Относительно референса из Uniprot в последовательности есть 10 мутаций, вызванных изменениями в нуклеотидной последовательности ДНК, среди них снижения и потери активности AHBA-синтазы.
В составе A цепи также есть модифицированный аминокислотный остаток в позиции 188 и модификация инициатора метионина – его удаление. Ссылка на документ с соответствующими строками в файле pdb.

Малые макромолекулы

В записи присутствует только одна малая молекула - пиридоксаль-5'-фосфат. Соединение, по данным PDB, представляет собой лиганд с формулой C8H10NO6P.
Строки в файле pdb с соответствующей молекулой.

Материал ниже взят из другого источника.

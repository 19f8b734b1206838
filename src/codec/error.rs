use thiserror::Error;

/// Failure to decode a value from the wire format.
///
/// Every variant records the offset of the byte that could not be decoded:
/// the missing byte for `UnexpectedEnd`, the length prefix for
/// `LengthOutOfRange`, the tag for `InvalidTag`, the first byte past the
/// value for `TrailingBytes`.
#[derive(Debug, Clone, PartialEq, Eq, Error)]
pub enum DecodeError {
  #[error("unexpected end of input at byte {offset}")]
  UnexpectedEnd { offset: usize },

  #[error("varint byte {offset} overflows {bits} bits")]
  Overflow { offset: usize, bits: u32 },

  #[error("length {length} at byte {offset} exceeds the {remaining} remaining bytes")]
  LengthOutOfRange {
    offset: usize,
    length: u64,
    remaining: usize,
  },

  #[error("invalid tag {tag} for {type_name} at byte {offset}")]
  InvalidTag {
    offset: usize,
    tag: u32,
    type_name: &'static str,
  },

  #[error("invalid UTF-8 in string at byte {offset}")]
  InvalidUtf8 { offset: usize },

  #[error("{remaining} trailing bytes after value ending at byte {offset}")]
  TrailingBytes { offset: usize, remaining: usize },
}

impl DecodeError {
  /// Byte offset where decoding failed.
  pub fn offset(&self) -> usize {
    match self {
      Self::UnexpectedEnd { offset }
      | Self::Overflow { offset, .. }
      | Self::LengthOutOfRange { offset, .. }
      | Self::InvalidTag { offset, .. }
      | Self::InvalidUtf8 { offset }
      | Self::TrailingBytes { offset, .. } => *offset,
    }
  }
}
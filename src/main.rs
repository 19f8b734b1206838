use clap::Parser;
use color_eyre::Result;
use std::path::PathBuf;

use definy_sync::api::types::{AccountToken, OpenIdConnectProvider};
use definy_sync::app::{App, Target};
use definy_sync::config::Config;
use definy_sync::logging;

#[derive(Parser, Debug)]
#[command(name = "definy-sync")]
#[command(about = "Fetch and cache definy resources")]
#[command(version)]
struct Args {
  /// Path to config file (default: $XDG_CONFIG_HOME/definy-sync/config.yaml)
  #[arg(short, long)]
  config: Option<PathBuf>,

  /// API base URL, overriding the config file
  #[arg(short, long)]
  url: Option<String>,

  /// Print a login URL for this provider (google or github) and exit
  #[arg(long, value_name = "PROVIDER")]
  log_in_url: Option<OpenIdConnectProvider>,

  /// What to fetch: project:<id>, account:<id>, type-part:<id>, image:<hash>,
  /// top-projects, type-parts-of:<project-id>
  targets: Vec<Target>,
}

#[tokio::main]
async fn main() -> Result<()> {
  color_eyre::install()?;

  let args = Args::parse();

  let mut config = Config::load(args.config.as_deref())?;
  if let Some(url) = args.url {
    config.api.url = url;
  }

  let _log_guard = logging::init(&config.log)?;

  let mut app = App::new(&config, args.targets)?;

  if let Some(provider) = args.log_in_url {
    let location = config.api.base_url()?;
    println!("{}", app.log_in_url(provider, location.as_str()).await?);
    return Ok(());
  }

  app
    .start_session(Config::account_token().map(AccountToken::new))
    .await;
  let summary = app.run().await?;
  println!("{}", serde_json::to_string_pretty(&summary)?);

  Ok(())
}
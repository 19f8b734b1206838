use color_eyre::{eyre::eyre, Result};
use serde::Deserialize;
use std::path::{Path, PathBuf};
use std::time::Duration;
use url::Url;

const APP_DIR: &str = "definy-sync";
const DEFAULT_API_URL: &str = "https://definy.app/";

#[derive(Debug, Clone, Default, Deserialize)]
#[serde(default)]
pub struct Config {
  pub api: ApiConfig,
  pub cache: CacheConfig,
  pub log: LogConfig,
}

#[derive(Debug, Clone, Deserialize)]
#[serde(default)]
pub struct ApiConfig {
  /// Base URL; operations are posted to `<url>/api/<operation>`
  pub url: String,
  /// Per-call timeout. A timed out call counts as a failed fetch.
  pub timeout_secs: u64,
}

impl Default for ApiConfig {
  fn default() -> Self {
    Self {
      url: DEFAULT_API_URL.to_string(),
      timeout_secs: 30,
    }
  }
}

impl ApiConfig {
  pub fn base_url(&self) -> Result<Url> {
    // A base without a trailing slash would drop its last segment on join.
    let raw = if self.url.ends_with('/') {
      self.url.clone()
    } else {
      format!("{}/", self.url)
    };
    Url::parse(&raw).map_err(|e| eyre!("Invalid api.url {:?}: {}", self.url, e))
  }

  pub fn timeout(&self) -> Duration {
    Duration::from_secs(self.timeout_secs)
  }
}

#[derive(Debug, Clone, Deserialize)]
#[serde(default)]
pub struct CacheConfig {
  pub enabled: bool,
  /// Defaults to `<data_dir>/definy-sync/cache.db`
  pub path: Option<PathBuf>,
  /// How long fetched data counts as fresh
  pub stale_secs: u64,
}

impl Default for CacheConfig {
  fn default() -> Self {
    Self {
      enabled: true,
      path: None,
      stale_secs: 300,
    }
  }
}

impl CacheConfig {
  pub fn resolved_path(&self) -> Option<PathBuf> {
    self
      .path
      .clone()
      .or_else(|| dirs::data_dir().map(|dir| dir.join(APP_DIR).join("cache.db")))
  }

  pub fn stale_time(&self) -> chrono::Duration {
    let secs = i64::try_from(self.stale_secs).unwrap_or(i64::MAX);
    chrono::Duration::seconds(secs.min(i64::MAX / 1000))
  }
}

#[derive(Debug, Clone, Default, Deserialize)]
#[serde(default)]
pub struct LogConfig {
  /// `EnvFilter` directives, e.g. `info,definy_sync=debug`
  pub filter: Option<String>,
  /// Write logs to this file instead of stderr
  pub file: Option<PathBuf>,
}

impl Config {
  /// Load configuration from file.
  ///
  /// Search order:
  /// 1. Explicit path if provided
  /// 2. ./definy-sync.yaml (current directory)
  /// 3. $XDG_CONFIG_HOME/definy-sync/config.yaml
  ///
  /// Falls back to the defaults when no file exists.
  pub fn load(explicit_path: Option<&Path>) -> Result<Self> {
    let path = if let Some(p) = explicit_path {
      if p.exists() {
        Some(p.to_path_buf())
      } else {
        return Err(eyre!("Config file not found: {}", p.display()));
      }
    } else {
      Self::find_config_file()
    };

    match path {
      Some(p) => Self::load_from_path(&p),
      None => Ok(Self::default()),
    }
  }

  fn find_config_file() -> Option<PathBuf> {
    let local = PathBuf::from(format!("{APP_DIR}.yaml"));
    if local.exists() {
      return Some(local);
    }

    if let Some(config_dir) = dirs::config_dir() {
      let xdg_path = config_dir.join(APP_DIR).join("config.yaml");
      if xdg_path.exists() {
        return Some(xdg_path);
      }
    }

    None
  }

  fn load_from_path(path: &Path) -> Result<Self> {
    let contents = std::fs::read_to_string(path)
      .map_err(|e| eyre!("Failed to read config file {}: {}", path.display(), e))?;

    Self::parse(&contents)
      .map_err(|e| eyre!("Failed to parse config file {}: {}", path.display(), e))
  }

  pub fn parse(contents: &str) -> std::result::Result<Self, serde_yaml::Error> {
    // An empty file is a valid, all-default config.
    if contents.trim().is_empty() {
      return Ok(Self::default());
    }
    serde_yaml::from_str(contents)
  }

  /// Get an account token from the environment, if one was supplied.
  ///
  /// Checks DEFINY_ACCOUNT_TOKEN.
  pub fn account_token() -> Option<String> {
    std::env::var("DEFINY_ACCOUNT_TOKEN")
      .ok()
      .filter(|token| !token.trim().is_empty())
  }
}
//! Test doubles shared by the unit tests.

use std::collections::{HashMap, VecDeque};
use std::marker::PhantomData;
use std::sync::Mutex;

use futures::future::{BoxFuture, FutureExt};
use tokio::sync::oneshot;

use crate::api::operations::Operation;
use crate::api::transport::{Transport, TransportError};
use crate::api::types::{
  Account, AccountId, AccountToken, ImageHash, Kernel, Project, ProjectId, Timestamp, TypePart,
  TypePartBody,
};
use crate::codec::Codec;

enum Reply {
  Bytes(Vec<u8>),
  Fail,
  Gated(oneshot::Receiver<Vec<u8>>),
}

/// A [`Transport`] answering from a script keyed by operation and request
/// bytes. Unscripted calls fail with HTTP 404.
#[derive(Default)]
pub struct ScriptedTransport {
  routes: Mutex<HashMap<(&'static str, Vec<u8>), VecDeque<Reply>>>,
  calls: Mutex<Vec<(&'static str, Option<String>)>>,
}

/// A reply held back until the test releases it.
pub struct Gate<O: Operation> {
  sender: oneshot::Sender<Vec<u8>>,
  _operation: PhantomData<O>,
}

impl<O: Operation> Gate<O> {
  pub fn release(self, response: &O::Response) {
    let _ = self.sender.send(response.to_bytes());
  }

  /// Drop the reply; the call fails as a broken connection.
  pub fn fail(self) {}
}

impl ScriptedTransport {
  pub fn new() -> Self {
    Self::default()
  }

  fn push<O: Operation>(&self, request: &O::Request, reply: Reply) {
    self
      .routes
      .lock()
      .unwrap()
      .entry((O::NAME, request.to_bytes()))
      .or_default()
      .push_back(reply);
  }

  pub fn reply<O: Operation>(&self, request: &O::Request, response: &O::Response) {
    self.push::<O>(request, Reply::Bytes(response.to_bytes()));
  }

  pub fn reply_raw<O: Operation>(&self, request: &O::Request, body: Vec<u8>) {
    self.push::<O>(request, Reply::Bytes(body));
  }

  pub fn fail<O: Operation>(&self, request: &O::Request) {
    self.push::<O>(request, Reply::Fail);
  }

  pub fn gate<O: Operation>(&self, request: &O::Request) -> Gate<O> {
    let (sender, receiver) = oneshot::channel();
    self.push::<O>(request, Reply::Gated(receiver));
    Gate {
      sender,
      _operation: PhantomData,
    }
  }

  pub fn calls(&self, operation: &str) -> usize {
    self
      .calls
      .lock()
      .unwrap()
      .iter()
      .filter(|(name, _)| *name == operation)
      .count()
  }

  pub fn last_token(&self) -> Option<String> {
    self.calls.lock().unwrap().last().and_then(|(_, t)| t.clone())
  }

  /// Token sent with the most recent call to `operation`.
  pub fn last_token_for(&self, operation: &str) -> Option<String> {
    self
      .calls
      .lock()
      .unwrap()
      .iter()
      .rev()
      .find(|(name, _)| *name == operation)
      .and_then(|(_, t)| t.clone())
  }
}

impl Transport for ScriptedTransport {
  fn post(
    &self,
    operation: &'static str,
    body: Vec<u8>,
    token: Option<&AccountToken>,
  ) -> BoxFuture<'static, Result<Vec<u8>, TransportError>> {
    self
      .calls
      .lock()
      .unwrap()
      .push((operation, token.map(|t| t.as_str().to_string())));

    let reply = self
      .routes
      .lock()
      .unwrap()
      .get_mut(&(operation, body))
      .and_then(VecDeque::pop_front);

    let broken = move || TransportError::Connect {
      operation,
      message: "scripted failure".to_string(),
    };
    match reply {
      Some(Reply::Bytes(bytes)) => async move { Ok(bytes) }.boxed(),
      Some(Reply::Fail) => async move { Err(broken()) }.boxed(),
      Some(Reply::Gated(receiver)) => async move { receiver.await.map_err(|_| broken()) }.boxed(),
      None => async move {
        Err(TransportError::Status {
          operation,
          status: 404,
        })
      }
      .boxed(),
    }
  }
}

pub fn project(name: &str) -> Project {
  Project {
    name: name.to_string(),
    icon_hash: ImageHash::of(b"icon"),
    image_hash: ImageHash::of(b"image"),
    created_at: Timestamp::from_millis(0),
    updated_at: Timestamp::from_millis(0),
    created_by: AccountId::new("creator"),
  }
}

pub fn account(name: &str) -> Account {
  Account {
    name: name.to_string(),
    image_hash: ImageHash::of(b"face"),
    introduction: String::new(),
    created_at: Timestamp::from_millis(0),
  }
}

pub fn type_part(name: &str, project_id: &ProjectId) -> TypePart {
  TypePart {
    name: name.to_string(),
    description: String::new(),
    project_id: project_id.clone(),
    type_parameter_list: Vec::new(),
    body: TypePartBody::Kernel(Kernel::String),
  }
}
//! Typed remote operations over HTTP.

pub mod client;
pub mod operations;
pub mod transport;
pub mod types;

pub use client::ApiClient;
pub use transport::{HttpTransport, Transport, TransportError};
//! Typed, soft-failing view over a [`CacheStorage`] backend.

use std::path::Path;
use std::sync::Arc;

use color_eyre::Result;
use tracing::{debug, warn};

use crate::api::types::{AccountToken, Snapshot, Timestamped};
use crate::codec::Codec;

use super::storage::{CacheStorage, NoopStorage, SqliteStorage};
use super::traits::{Cacheable, EntityKind, StoredRecord};

/// Persistent cache used by the resource store.
///
/// Storage errors never reach the caller: reads degrade to `None` and writes
/// to no-ops, with the cause logged. Durability is an optimization only.
///
/// Every storage call runs on the blocking pool, so a database locked by
/// another instance delays only the task waiting on it.
#[derive(Clone)]
pub struct PersistentCache {
  storage: Arc<dyn CacheStorage>,
}

impl PersistentCache {
  pub fn new(storage: impl CacheStorage + 'static) -> Self {
    Self {
      storage: Arc::new(storage),
    }
  }

  /// A cache that is always empty.
  pub fn disabled() -> Self {
    Self::new(NoopStorage)
  }

  /// Open the SQLite cache at `path`, falling back to [`Self::disabled`]
  /// when the host cannot provide it. Runs once at startup, before any
  /// fetch is dispatched.
  pub fn open_or_disabled(path: &Path) -> Self {
    match SqliteStorage::open(path) {
      Ok(storage) => {
        debug!(path = %path.display(), "opened persistent cache");
        Self::new(storage)
      }
      Err(e) => {
        warn!(error = %e, "running without persistent cache");
        Self::disabled()
      }
    }
  }

  /// Run `op` against the backend on the blocking pool. `None` when it failed.
  async fn blocking<T, F>(&self, action: &'static str, op: F) -> Option<T>
  where
    T: Send + 'static,
    F: FnOnce(&dyn CacheStorage) -> Result<T> + Send + 'static,
  {
    let storage = Arc::clone(&self.storage);
    match tokio::task::spawn_blocking(move || op(storage.as_ref())).await {
      Ok(Ok(value)) => Some(value),
      Ok(Err(e)) => {
        warn!(action, error = %e, "cache operation failed");
        None
      }
      Err(e) => {
        warn!(action, error = %e, "cache task did not complete");
        None
      }
    }
  }

  pub async fn read<C: Cacheable>(&self, id: &C::Id) -> Option<Snapshot<C::Data>> {
    let key = id.to_string();
    let record = {
      let key = key.clone();
      self
        .blocking("read", move |storage| storage.read(C::KIND, &key))
        .await??
    };

    match Option::<C::Data>::from_bytes(&record.value) {
      Ok(value) => Some(Timestamped::new(value, record.observed_at)),
      Err(e) => {
        warn!(kind = %C::KIND, id = %key, error = %e, "discarding undecodable cache record");
        None
      }
    }
  }

  /// Freshness-checked write. Returns whether `snapshot` was committed.
  pub async fn write<C: Cacheable>(&self, id: &C::Id, snapshot: &Snapshot<C::Data>) -> bool {
    let key = id.to_string();
    let observed_at = snapshot.observed_at;
    let record = StoredRecord {
      observed_at,
      value: snapshot.value.to_bytes(),
    };

    let committed = {
      let key = key.clone();
      self
        .blocking("write", move |storage| {
          storage.write_if_newer(C::KIND, &key, &record)
        })
        .await
        .unwrap_or(false)
    };
    if !committed {
      debug!(kind = %C::KIND, id = %key, at = %observed_at, "cache record not replaced");
    }
    committed
  }

  /// Empty the storage unit of one kind.
  pub async fn clear(&self, kind: EntityKind) {
    self
      .blocking("clear", move |storage| storage.clear(kind))
      .await;
  }

  pub async fn read_token(&self) -> Option<AccountToken> {
    self
      .blocking("read_token", |storage| storage.read_token())
      .await
      .flatten()
      .map(AccountToken::new)
  }

  pub async fn write_token(&self, token: &AccountToken) {
    let token = token.as_str().to_string();
    self
      .blocking("write_token", move |storage| storage.write_token(&token))
      .await;
  }

  pub async fn clear_token(&self) {
    self
      .blocking("clear_token", |storage| storage.clear_token())
      .await;
  }

  /// Clear the stored token unless it was replaced since `token` was read.
  pub async fn clear_token_if(&self, token: &AccountToken) {
    let token = token.as_str().to_string();
    self
      .blocking("clear_token", move |storage| storage.clear_token_if(&token))
      .await;
  }
}
//! The operation table: each remote operation's name and its request and
//! response types. Names map to `POST /api/{name}`.

use crate::codec::Codec;

use super::types::{
  Account, AccountId, AccountToken, Binary, IdAndData, ImageHash, LogInUrlRequest, Project,
  ProjectId, Timestamped, TypePart, TypePartId,
};

/// A remote operation with a fixed request/response codec pair.
pub trait Operation {
  const NAME: &'static str;
  type Request: Codec + Send + Sync;
  type Response: Codec + Send;
}

macro_rules! operations {
  ($( $(#[$meta:meta])* $name:ident = $wire:literal : $req:ty => $res:ty; )+) => {
    $(
      $(#[$meta])*
      pub struct $name;

      impl Operation for $name {
        const NAME: &'static str = $wire;
        type Request = $req;
        type Response = $res;
      }
    )+

    /// Wire names of every operation, in declaration order.
    pub const OPERATION_NAMES: &[&str] = &[$($wire),+];
  };
}

operations! {
  /// Ask the server for the provider URL that starts a login.
  RequestLogInUrl = "requestLogInUrl": LogInUrlRequest => String;

  /// Resolve a credential token to the account it belongs to. The server
  /// still calls accounts users on the wire.
  GetAccountByAccountToken = "getUserByAccountToken":
    AccountToken => Option<IdAndData<AccountId, Account>>;

  GetAccount = "getUser": AccountId => Timestamped<Option<Account>>;

  GetImageFile = "getImageFile": ImageHash => Binary;

  /// The pseudo-id bulk query behind the home page project list.
  GetTop50Project = "getTop50Project":
    () => Timestamped<Vec<IdAndData<ProjectId, Project>>>;

  GetProject = "getProject": ProjectId => Timestamped<Option<Project>>;

  GetTypePart = "getTypePart": TypePartId => Timestamped<Option<TypePart>>;

  /// Every type part of a project. `None` when the project does not exist.
  GetTypePartByProjectId = "getTypePartByProjectId":
    ProjectId => Timestamped<Option<Vec<IdAndData<TypePartId, TypePart>>>>;
}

Таблица 1. Наименование малой молекулы в AHBA-синтазе.
Краткое наименование Полное наименование
PLP Pyridoxal-5’-Phosphate
Protein surrounding of ligand
Рисунок 8. Белковое окружение малой молекулы PLP. Пурпурным цветом обозначен остов лиганда, голубым - остовы соседних аминокислот.
1B9H: Ligand PLP
Рисунок 9. Структура PLP в stick отображении.

Дополнительная информация

Представленная в структуре малая молекула определяет возможность работы AHBA-синтазы. Так как фермент относится к классу PLP зависимых, то логично предположить, что малая молекула лиганда связана с выполнением функции белка. При этом, наряду с ингибитором в процессе получения структуры PLP также добавлялась искусственно.

Список литературы

  1. Eads JC, Beeby M, Scapin G, Yu TW, Floss HG. Crystal structure of 3-amino-5-hydroxybenzoic acid (AHBA) synthase. Biochemistry. 1999 Aug 3;38(31):9840-9. doi: 10.1021/bi990018q. PMID: 10433690.